In 2018, Alibaba, buoyed by its retail arm, T-Mall’s e-commerce success in the Chinese Domestic Market, embarked on an ambitious venture to open various unmanned stores across China’s major cities. These retail stores are fully automated, equipped with various technologies such as electronic shelf labels, Radio-Frequency Identification (RFID), computer vision, and facial recognition, to name a few.
The decision seemed to make perfect sense: lower labour costs, powerful data collection capabilities and greater operational efficiency, while offering consumers a glimpse of shopping in the future. Other tech companies soon joined the party, unmanned retail shops promptly mushroomed all over China, and the hype was real.
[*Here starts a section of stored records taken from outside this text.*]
//! Module `data_channel`
//!
//! Active-mode data connections: the client listens on an ephemeral port,
//! advertises it with `PORT`, and the server connects back once per
//! transfer.

use log::{debug, info};
use std::future::Future;
use std::net::{IpAddr, Ipv4Addr, SocketAddr, SocketAddrV4};
use std::time::Duration;
use tokio::net::{TcpListener, TcpSocket, TcpStream};

use crate::control::ControlChannel;
use crate::error::FtpClientError;
use crate::protocol::Command;

/// A listener prepared for exactly one inbound data connection.
///
/// Dropping it closes the listener.
#[derive(Debug)]
pub struct ActiveDataChannel {
    listener: TcpListener,
    advertised: SocketAddrV4,
}

/// Encodes an address as the RFC 959 `PORT` argument `h1,h2,h3,h4,p1,p2`.
pub fn encode_port_argument(addr: SocketAddrV4) -> String {
    let [h1, h2, h3, h4] = addr.ip().octets();
    let port = addr.port();
    format!("{},{},{},{},{},{}", h1, h2, h3, h4, port / 256, port % 256)
}

/// Picks the address to advertise for a listener bound to `bound`.
///
/// A wildcard bind cannot be connected to, so the control connection's local
/// address stands in for it.
pub fn advertised_ipv4(bound: IpAddr, control_local: IpAddr) -> Result<Ipv4Addr, FtpClientError> {
    let ip = if bound.is_unspecified() {
        control_local
    } else {
        bound
    };

    match ip {
        IpAddr::V4(v4) => Ok(v4),
        IpAddr::V6(v6) => Err(FtpClientError::Transfer(format!(
            "cannot advertise IPv6 address {} with PORT",
            v6
        ))),
    }
}

/// Opens a listener on `bind_ip:0` and announces it with `PORT`.
///
/// The listener is closed again if the server rejects the address.
pub async fn prepare(
    control: &mut ControlChannel,
    bind_ip: Ipv4Addr,
) -> Result<ActiveDataChannel, FtpClientError> {
    let socket = TcpSocket::new_v4()?;
    socket.bind(SocketAddr::new(bind_ip.into(), 0))?;
    let listener = socket.listen(1)?;

    let bound = listener.local_addr()?;
    let ip = advertised_ipv4(bound.ip(), control.local_addr().ip())?;
    let advertised = SocketAddrV4::new(ip, bound.port());
    debug!("Data listener bound to {}, advertising {}", bound, advertised);

    let reply = control
        .send(&Command::PORT(encode_port_argument(advertised)).to_string())
        .await?;
    if reply.is_error() {
        drop(listener);
        return Err(FtpClientError::Transfer(format!("PORT rejected: {}", reply)));
    }

    Ok(ActiveDataChannel {
        listener,
        advertised,
    })
}

/// Awaits `fut`, giving up after `limit` if one is set.
pub(crate) async fn with_deadline<F, T>(
    limit: Option<Duration>,
    what: &str,
    fut: F,
) -> Result<T, FtpClientError>
where
    F: Future<Output = std::io::Result<T>>,
{
    match limit {
        Some(limit) => match tokio::time::timeout(limit, fut).await {
            Ok(result) => Ok(result?),
            Err(_) => Err(FtpClientError::Transfer(format!(
                "timed out after {:?} waiting to {}",
                limit, what
            ))),
        },
        None => Ok(fut.await?),
    }
}

impl ActiveDataChannel {
    /// Address announced to the server.
    pub fn advertised_addr(&self) -> SocketAddrV4 {
        self.advertised
    }

    /// Waits for the server to connect, then closes the listener.
    pub async fn accept(self, limit: Option<Duration>) -> Result<TcpStream, FtpClientError> {
        let (stream, peer) =
            with_deadline(limit, "accept the data connection", self.listener.accept()).await?;
        info!("Data connection accepted from {} on {}", peer, self.advertised);
        Ok(stream)
    }

    /// Tears the listener down without accepting.
    pub fn close(self) {
        debug!("Closing unused data listener on {}", self.advertised);
    }
}
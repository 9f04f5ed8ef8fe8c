//! FTP reply representation
//!
//! A reply is a three-digit status code plus every line the server sent for it.

use std::fmt;

use crate::protocol::responses::{DATA_CONNECTION_OPEN, FILE_STATUS_OK};

/// A complete reply read from the control channel.
///
/// `lines` always holds at least one entry and the first entry starts with
/// the code. Multi-line replies keep every line, terminator included.
#[derive(Debug, Clone, PartialEq, Eq)]
pub struct Reply {
    code: u16,
    lines: Vec<String>,
}

impl Reply {
    pub fn new(code: u16, lines: Vec<String>) -> Self {
        Self { code, lines }
    }

    pub fn code(&self) -> u16 {
        self.code
    }

    pub fn lines(&self) -> &[String] {
        &self.lines
    }

    /// 125 or 150: the server is about to open the data connection.
    pub fn is_positive_preliminary(&self) -> bool {
        matches!(self.code, DATA_CONNECTION_OPEN | FILE_STATUS_OK)
    }

    pub fn is_positive_completion(&self) -> bool {
        (200..300).contains(&self.code)
    }

    pub fn is_error(&self) -> bool {
        self.code >= 400
    }
}

impl fmt::Display for Reply {
    fn fmt(&self, f: &mut fmt::Formatter<'_>) -> fmt::Result {
        write!(f, "{}", self.lines.join("\n"))
    }
}
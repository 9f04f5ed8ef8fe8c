//! Error types
//!
//! Defines the error taxonomy surfaced by the control channel, the data
//! channel, and the transfer operations.

use std::fmt;
use std::io::{self, ErrorKind};
use std::path::PathBuf;

/// General FTP client error that encompasses every failure the client reports.
#[derive(Debug)]
pub enum FtpClientError {
    /// Malformed or truncated reply framing on the control channel.
    Protocol(String),
    /// Operation invoked in the wrong session state.
    State(String),
    /// PORT/TYPE rejected, or a transfer command answered with an error.
    Transfer(String),
    /// A required argument could not be derived.
    Argument(String),
    /// Local upload source does not exist.
    NotFound(PathBuf),
    /// Peer closed or reset the socket mid-read.
    ConnectionLost(String),
    IoError(io::Error),
}

impl FtpClientError {
    /// Whether the control channel must be considered unusable after this error.
    pub fn is_control_fatal(&self) -> bool {
        matches!(
            self,
            FtpClientError::Protocol(_) | FtpClientError::ConnectionLost(_)
        )
    }
}

impl fmt::Display for FtpClientError {
    fn fmt(&self, f: &mut fmt::Formatter<'_>) -> fmt::Result {
        match self {
            FtpClientError::Protocol(msg) => write!(f, "Protocol error: {}", msg),
            FtpClientError::State(msg) => write!(f, "{}", msg),
            FtpClientError::Transfer(msg) => write!(f, "Transfer error: {}", msg),
            FtpClientError::Argument(msg) => write!(f, "Invalid argument: {}", msg),
            FtpClientError::NotFound(path) => {
                write!(f, "Local file not found: {}", path.display())
            }
            FtpClientError::ConnectionLost(msg) => write!(f, "Connection lost: {}", msg),
            FtpClientError::IoError(e) => write!(f, "I/O error: {}", e),
        }
    }
}

impl std::error::Error for FtpClientError {
    fn source(&self) -> Option<&(dyn std::error::Error + 'static)> {
        match self {
            FtpClientError::IoError(e) => Some(e),
            _ => None,
        }
    }
}

impl From<io::Error> for FtpClientError {
    fn from(error: io::Error) -> Self {
        match error.kind() {
            ErrorKind::ConnectionReset
            | ErrorKind::ConnectionAborted
            | ErrorKind::BrokenPipe
            | ErrorKind::UnexpectedEof => FtpClientError::ConnectionLost(error.to_string()),
            _ => FtpClientError::IoError(error),
        }
    }
}

#[cfg(test)]
mod tests {
    use super::*;

    #[test]
    fn reset_maps_to_connection_lost() {
        let err: FtpClientError = io::Error::new(ErrorKind::ConnectionReset, "reset").into();
        assert!(matches!(err, FtpClientError::ConnectionLost(_)));
        assert!(err.is_control_fatal());
    }

    #[test]
    fn local_io_errors_are_not_control_fatal() {
        let err: FtpClientError = io::Error::new(ErrorKind::PermissionDenied, "denied").into();
        assert!(matches!(err, FtpClientError::IoError(_)));
        assert!(!err.is_control_fatal());
    }

    #[test]
    fn not_found_names_the_path() {
        let err = FtpClientError::NotFound(PathBuf::from("missing.bin"));
        assert_eq!(err.to_string(), "Local file not found: missing.bin");
    }
}
//! Module `file_ops`
//!
//! Moves bytes between the data connection and local files (or memory, for
//! listings).

use std::path::Path;
use std::time::Duration;
use tokio::fs::File;
use tokio::io::{AsyncRead, AsyncReadExt, AsyncWrite, AsyncWriteExt};
use tokio::net::TcpStream;

use crate::error::FtpClientError;
use crate::transfer::data_channel::with_deadline;

/// Last component of a remote path, `None` if it has none (`""`, `"dir/"`).
pub fn base_name(path: &str) -> Option<&str> {
    path.rsplit('/').next().filter(|name| !name.is_empty())
}

/// Copies `reader` to `writer` until end of stream, chunk by chunk.
pub async fn copy_stream<R, W>(
    reader: &mut R,
    writer: &mut W,
    buffer_size: usize,
    limit: Option<Duration>,
) -> Result<u64, FtpClientError>
where
    R: AsyncRead + Unpin,
    W: AsyncWrite + Unpin,
{
    let mut buffer = vec![0u8; buffer_size];
    let mut total = 0u64;

    loop {
        let n = with_deadline(limit, "read data", reader.read(&mut buffer)).await?;
        if n == 0 {
            break;
        }
        with_deadline(limit, "write data", writer.write_all(&buffer[..n])).await?;
        total += n as u64;
    }

    writer.flush().await?;
    Ok(total)
}

/// Drains a listing from the data connection and decodes it as text.
pub async fn receive_listing(
    stream: &mut TcpStream,
    buffer_size: usize,
    limit: Option<Duration>,
) -> Result<String, FtpClientError> {
    let mut raw = Vec::new();
    copy_stream(stream, &mut raw, buffer_size, limit).await?;
    Ok(String::from_utf8_lossy(&raw).into_owned())
}

/// Streams the data connection into `target`, creating or truncating it.
///
/// A failed transfer leaves whatever was written on disk.
pub async fn receive_file(
    stream: &mut TcpStream,
    target: &Path,
    buffer_size: usize,
    limit: Option<Duration>,
) -> Result<u64, FtpClientError> {
    let mut file = File::create(target).await?;
    copy_stream(stream, &mut file, buffer_size, limit).await
}

/// Streams `source` to the data connection and signals end of file.
pub async fn send_file(
    source: &Path,
    stream: &mut TcpStream,
    buffer_size: usize,
    limit: Option<Duration>,
) -> Result<u64, FtpClientError> {
    let mut file = File::open(source).await?;
    let sent = copy_stream(&mut file, stream, buffer_size, limit).await?;
    stream.shutdown().await?;
    Ok(sent)
}

#[cfg(test)]
mod tests {
    use super::*;

    #[test]
    fn base_name_takes_last_component() {
        assert_eq!(base_name("report.txt"), Some("report.txt"));
        assert_eq!(base_name("/pub/docs/report.txt"), Some("report.txt"));
        assert_eq!(base_name("pub/"), None);
        assert_eq!(base_name(""), None);
    }

    #[tokio::test]
    async fn copy_stream_handles_small_buffers() {
        let data = b"line one\r\nline two\r\n".to_vec();
        let mut reader = &data[..];
        let mut out = Vec::new();

        let copied = copy_stream(&mut reader, &mut out, 3, None).await.unwrap();
        assert_eq!(copied, data.len() as u64);
        assert_eq!(out, data);
    }
}
//! User command parsing
//!
//! Turns a line typed at the `ftp>` prompt into a `UserCommand`. Nothing here
//! knows FTP wire syntax; verbs map onto `FtpClient` operations.

/// A command typed by the user
#[derive(Debug, PartialEq)]
pub enum UserCommand {
    Empty,
    Open { host: String, port: Option<u16> },
    User(String),
    Pass(String),
    Dir(Option<String>),
    Cd(String),
    Get { remote: String, local: Option<String> },
    Put { local: String, remote: Option<String> },
    Close,
    Quit,
    /// Known verb with wrong arguments; carries the message to print
    Usage(&'static str),
    InvalidPort(String),
    Unknown(String),
}

/// What the REPL does after a command
#[derive(Debug, PartialEq)]
pub enum CommandResult {
    Continue,
    Quit,
}

// Parse a raw input line into UserCommand
pub fn parse_command(raw: &str) -> UserCommand {
    let mut parts = raw.split_whitespace();
    let Some(verb) = parts.next() else {
        return UserCommand::Empty;
    };
    let args: Vec<String> = parts.map(str::to_string).collect();
    let arg = |i: usize| args.get(i).cloned();

    match verb.to_ascii_lowercase().as_str() {
        "open" => match args.as_slice() {
            [host] => UserCommand::Open {
                host: host.clone(),
                port: None,
            },
            [host, port, ..] => match port.parse::<u16>() {
                Ok(p) if p != 0 => UserCommand::Open {
                    host: host.clone(),
                    port: Some(p),
                },
                _ => UserCommand::InvalidPort(port.clone()),
            },
            [] => UserCommand::Usage("Usage: open <host> [port]"),
        },
        "user" => match args.as_slice() {
            [name] => UserCommand::User(name.clone()),
            _ => UserCommand::Usage("Usage: user <username>"),
        },
        "pass" => match args.as_slice() {
            [password] => UserCommand::Pass(password.clone()),
            _ => UserCommand::Usage("Usage: pass <password>"),
        },
        "dir" | "ls" => UserCommand::Dir(arg(0)),
        "cd" => match args.as_slice() {
            [path] => UserCommand::Cd(path.clone()),
            _ => UserCommand::Usage("Usage: cd <path>"),
        },
        "get" => match arg(0) {
            Some(remote) => UserCommand::Get {
                remote,
                local: arg(1),
            },
            None => UserCommand::Usage("Usage: get <remote> [local]"),
        },
        "put" => match arg(0) {
            Some(local) => UserCommand::Put {
                local,
                remote: arg(1),
            },
            None => UserCommand::Usage("Usage: put <local> [remote]"),
        },
        "close" => UserCommand::Close,
        "quit" | "bye" => UserCommand::Quit,
        other => UserCommand::Unknown(other.to_string()),
    }
}

#[cfg(test)]
mod tests {
    use super::*;

    #[test]
    fn test_parse_basic_commands() {
        assert_eq!(parse_command(""), UserCommand::Empty);
        assert_eq!(parse_command("   "), UserCommand::Empty);
        assert_eq!(parse_command("quit"), UserCommand::Quit);
        assert_eq!(parse_command("BYE"), UserCommand::Quit);
        assert_eq!(parse_command("close"), UserCommand::Close);
        assert_eq!(parse_command("dir"), UserCommand::Dir(None));
        assert_eq!(parse_command("ls /pub"), UserCommand::Dir(Some("/pub".into())));
    }

    #[test]
    fn test_parse_open() {
        assert_eq!(
            parse_command("open ftp.example.com"),
            UserCommand::Open {
                host: "ftp.example.com".into(),
                port: None
            }
        );
        assert_eq!(
            parse_command("OPEN localhost 2121"),
            UserCommand::Open {
                host: "localhost".into(),
                port: Some(2121)
            }
        );
        assert_eq!(
            parse_command("open localhost port"),
            UserCommand::InvalidPort("port".into())
        );
        assert!(matches!(parse_command("open"), UserCommand::Usage(_)));
    }

    #[test]
    fn test_parse_transfers() {
        assert_eq!(
            parse_command("get report.txt"),
            UserCommand::Get {
                remote: "report.txt".into(),
                local: None
            }
        );
        assert_eq!(
            parse_command("get /pub/a.bin b.bin"),
            UserCommand::Get {
                remote: "/pub/a.bin".into(),
                local: Some("b.bin".into())
            }
        );
        assert_eq!(
            parse_command("put notes.md remote.md"),
            UserCommand::Put {
                local: "notes.md".into(),
                remote: Some("remote.md".into())
            }
        );
        assert!(matches!(parse_command("get"), UserCommand::Usage(_)));
        assert!(matches!(parse_command("put"), UserCommand::Usage(_)));
    }

    #[test]
    fn test_parse_login_and_navigation() {
        assert_eq!(parse_command("user anonymous"), UserCommand::User("anonymous".into()));
        assert_eq!(parse_command("pass x"), UserCommand::Pass("x".into()));
        assert_eq!(parse_command("cd docs"), UserCommand::Cd("docs".into()));
        assert!(matches!(parse_command("user"), UserCommand::Usage(_)));
        assert!(matches!(parse_command("cd a b"), UserCommand::Usage(_)));
    }

    #[test]
    fn test_parse_unknown() {
        assert_eq!(parse_command("mget *"), UserCommand::Unknown("mget".into()));
    }
}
How could anything possibly go wrong?
Except it did.
Fast forward to June 2020, and a large number of these unmanned stores closed down, as reported by Nikkei Asian Review:
- In Shenzhen’s electronics shop district, a Buy-Fresh Go store that had been heralded by the media as a model of automated retail closed after only about a year.
- In Guangzhou, i-Store, the first local unmanned convenience chain, closed 6 of its 9 stores.
- In December 2018, JD.com, China’s second-largest ecommerce company, announced the suspension of its smart shelf business — small unmanned shops the size of train station kiosks.
So, what actually caused the downfall or unmanned retail?
Turned out it was for exactly the same reason the business model existed – the absence of human personnel, which escalated problems such as:
- Technical limitations: Most unmanned stores faltered at delivering a seamless “just-walk-out” experience: some could handle only limited customers at once; others encountered glitches upon customer entry or exit. In customers’ eyes, unmanned convenience stores were simply not convenient enough.
- No added value: Unmanned store operators were so intent on proving their technological capabilities that they neglected the importance of creating a great customer experience. To customers, unmanned meant an impersonal and therefore unmemorable shopping journey.
- Dishonest customers: Research firm Trivium reports that Alibaba conducted an experiment in 2015 in which only 62% of shoppers actually paid for their goods at unmanned stores. With the absence of human personnel, cheating acts were difficult to detect.
What can we learn from the failure of unmanned retail stores in China?
Perhaps the biggest lesson here is that retail is essentially all about the customer experience, and adding a human element not only provides a personal touch to the customer experience, well-trained and knowledgeable sales personnel could even influence customers’ purchasing decision and drive up store revenue. Perhaps retailers could learn from this case study and start to invest more into their human capital in order to gain a competitive advantage in already saturated market. Food for thought.